The World According to Student Bloopers in OD

  • April 24, 2002, midnight
  • |
  • Public

By: Richard Lederer (St. Paul’s School)

One of the fringe benefits of being an English or History teacher is receiving the occasional jewel of a student blooper in an essay. I have pasted together the following “history” of the world from certifiably genuine student bloopers collected by teachers throughout the United States, from eighth grade through college level. Read carefully, and you will learn a lot.

Abraham Lincoln became America’s greatest Precedent. Lincoln’s mother died in infancy, and he was born in a log cabin which he built with his own hands. When Lincoln was president, he wore only a tall silk hat. he said “In onion there is strength.” Abraham Lincoln wrote the Gettysberg Address while traveling from Washington to Gettysberg on the back of an envelope. He also signed the Emasculation Proclamation, and the Fourteenth Amendment gave the ex-Negroes citizenship. But the clue clux clan would torcher and lynch the ex-Negroes and other innocent victims. On the night of April 14, 1865, Lincoln went to the theater and got shot in his seat by one of the actors in a moving picture show. The believed assinator was John Wilkes Booth, a sopposedly insane actor. This ruined Booth’s career.

Pharaoh forced the Hebrew slaves to make bread without straw. Moses led them to the Red Sea, where they made unleavened bread, which is bread made without any ingredients. Afterwards, Moses went up on Mount Cyanide to get the ten commandments. David was a Hebrew king skilled at playing the liar. He faught with the Philatelists, a race of people who lived in Biblical times. Solomon, one of David’s sons, had 500 wives and 500 porcupines.

Without the Greeks, we wouldn’t have history. The greeks invented 3 kinds of columns—corinthian, Doric and ironic. They also had myths. A myth is a female moth. One myth says that the mother of Achilles dipped him in the River Stynx until he became intolerable. Achilles appears in “The Illiad”, by Homer. Hoomer also wrote the “Oddity”, in which Penelope was the last hardship that Ulysses endured on his journey. Actually, Homer was not written by Homer but by another man of that name. Socrates was a famous Greek teacher who went around giving people advice. They killed him. Socrates died from an overdose of wedlock.

In the Olympic Games, Greeks ran races, jumped, hurled the biscuits, and threw the java. The reward to the victor was a coral wreath. The government of Athen was democratic because the people took the law into their own hands. There were no wars in Greece, as the mountains were so high that they couldn’t climb over to see what their neighbours were doing. When they faught the Parisians, the greeks were outnumbered because the Parisians had more men.

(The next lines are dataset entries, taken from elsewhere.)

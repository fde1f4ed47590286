//! Order persistence.
//!
//! Every contended mutation is a single compare-and-set: the store applies an
//! `OrderUpdate` only if the row still satisfies an `OrderGuard`, and reports
//! `None` otherwise. Callers never read-modify-write.

mod memory;
mod postgres;

pub use memory::MemoryOrderStore;
pub use postgres::PgOrderStore;

use anyhow::Result;
use async_trait::async_trait;
use chrono::{DateTime, Utc};

use super::models::{NewOrder, NewOrderItem, Order, OrderStatus};
use crate::common::{OrderId, PageParams, UserId};

/// Condition on the order's courier column.
#[derive(Debug, Clone, Copy, PartialEq, Eq, Default)]
pub enum CourierGuard {
    #[default]
    Any,
    Unassigned,
    AssignedTo(UserId),
}

/// Preconditions a compare-and-set must observe on the stored row.
#[derive(Debug, Clone, Default, PartialEq)]
pub struct OrderGuard {
    pub statuses: Option<Vec<OrderStatus>>,
    pub courier: CourierGuard,
    pub client: Option<UserId>,
    pub payment_reference: Option<String>,
}

impl OrderGuard {
    pub fn any() -> Self {
        Self::default()
    }

    pub fn in_statuses(statuses: &[OrderStatus]) -> Self {
        Self {
            statuses: Some(statuses.to_vec()),
            ..Self::default()
        }
    }

    pub fn unassigned(mut self) -> Self {
        self.courier = CourierGuard::Unassigned;
        self
    }

    pub fn assigned_to(mut self, courier: UserId) -> Self {
        self.courier = CourierGuard::AssignedTo(courier);
        self
    }

    pub fn owned_by(mut self, client: UserId) -> Self {
        self.client = Some(client);
        self
    }

    pub fn with_reference(mut self, reference: impl Into<String>) -> Self {
        self.payment_reference = Some(reference.into());
        self
    }

    pub fn admits(&self, order: &Order) -> bool {
        let status_ok = self
            .statuses
            .as_ref()
            .map_or(true, |statuses| statuses.contains(&order.status));
        let courier_ok = match self.courier {
            CourierGuard::Any => true,
            CourierGuard::Unassigned => order.courier_id.is_none(),
            CourierGuard::AssignedTo(courier) => order.courier_id == Some(courier),
        };
        let client_ok = self.client.map_or(true, |client| order.client_id == client);
        let reference_ok = self
            .payment_reference
            .as_deref()
            .map_or(true, |reference| order.payment_reference == reference);

        status_ok && courier_ok && client_ok && reference_ok
    }
}

/// Column changes applied by a successful compare-and-set.
///
/// The courier column follows the target status: it is kept (or set from
/// `assign_courier`) for courier-phase statuses and cleared otherwise.
#[derive(Debug, Clone, PartialEq)]
pub struct OrderUpdate {
    pub status: OrderStatus,
    pub assign_courier: Option<UserId>,
    pub payment_reference: Option<String>,
}

impl OrderUpdate {
    pub fn status(status: OrderStatus) -> Self {
        Self {
            status,
            assign_courier: None,
            payment_reference: None,
        }
    }

    pub fn claim(courier: UserId) -> Self {
        Self {
            status: OrderStatus::Accepted,
            assign_courier: Some(courier),
            payment_reference: None,
        }
    }

    pub fn payment_started(reference: impl Into<String>) -> Self {
        Self {
            status: OrderStatus::PendingPayment,
            assign_courier: None,
            payment_reference: Some(reference.into()),
        }
    }

    /// Applies the update in place, refusing changes that would leave a
    /// courier-phase order without a courier.
    pub(crate) fn apply(&self, order: &mut Order, now: DateTime<Utc>) -> Result<()> {
        let courier = if self.status.has_courier() {
            self.assign_courier.or(order.courier_id)
        } else {
            None
        };
        if self.status.has_courier() && courier.is_none() {
            anyhow::bail!(
                "order {} cannot enter {} without a courier",
                order.id,
                self.status
            );
        }

        order.status = self.status;
        order.courier_id = courier;
        if let Some(reference) = &self.payment_reference {
            order.payment_reference = reference.clone();
        }
        order.updated_at = now;
        Ok(())
    }
}

#[async_trait]
pub trait OrderStore: Send + Sync {
    /// Persists a new order in `created` with its items and computed total.
    async fn insert(&self, order: NewOrder) -> Result<Order>;

    async fn find(&self, id: OrderId) -> Result<Option<Order>>;

    /// Client's orders, newest first, with the total match count.
    async fn list_for_client(
        &self,
        client_id: UserId,
        status: Option<OrderStatus>,
        page: PageParams,
    ) -> Result<(Vec<Order>, i64)>;

    /// Unassigned orders in a claimable status, newest first.
    async fn list_claimable(&self, limit: i64) -> Result<Vec<Order>>;

    async fn list_for_courier(
        &self,
        courier_id: UserId,
        statuses: &[OrderStatus],
    ) -> Result<Vec<Order>>;

    /// Applies `update` iff the stored order satisfies `guard`.
    ///
    /// Returns the updated order, or `None` if the order is missing or the
    /// guard did not hold.
    async fn compare_and_set(
        &self,
        id: OrderId,
        guard: &OrderGuard,
        update: &OrderUpdate,
    ) -> Result<Option<Order>>;

    /// Replaces all items and recomputes the total iff `guard` holds.
    async fn replace_items(
        &self,
        id: OrderId,
        guard: &OrderGuard,
        items: Vec<NewOrderItem>,
    ) -> Result<Option<Order>>;
}
// Common types and utilities shared across the application

pub mod auth;
pub mod entity_ids;
pub mod errors;
pub mod geo;
pub mod id;
pub mod pagination;

pub use auth::{Actor, Role};
pub use entity_ids::*;
pub use errors::{DomainError, DomainResult};
pub use geo::GeoPoint;
pub use id::Id;
pub use pagination::{Page, PageParams, PageQuery};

Eventually the Ramons conquered the Greeks. History called people Romans because they never stayed in one place very long. At Roman banquets, the guests wore garlic in their hair. Julius Caesar extinguished himself on the battlefields of Gaul. The Ides of March killed him because they thought he was going to be made king. Nero was a cruel tyrany who would torture his poor subjects by playing the fiddle to them.

Then came the Middle Ages. King Alfred conquered the Dames, King Arthur lived in the Age of Shivery, King Harlod mustarded his troops before the battle of hastings, Joan of Arc was cannonized by George Bernard Shaw, and the victims of the Black Death grew boobs on their necks. Finally the Magna Carta provided that no free man should be hanged twice for the same offense.

In Midevil times most of the people wee alliterate. The greatest writer of the time was Chaucer, who wrote many poems and verse and also wrote literature. Another tale tells of William Tell, who shot an arrow through an apple while standing on his son’s head.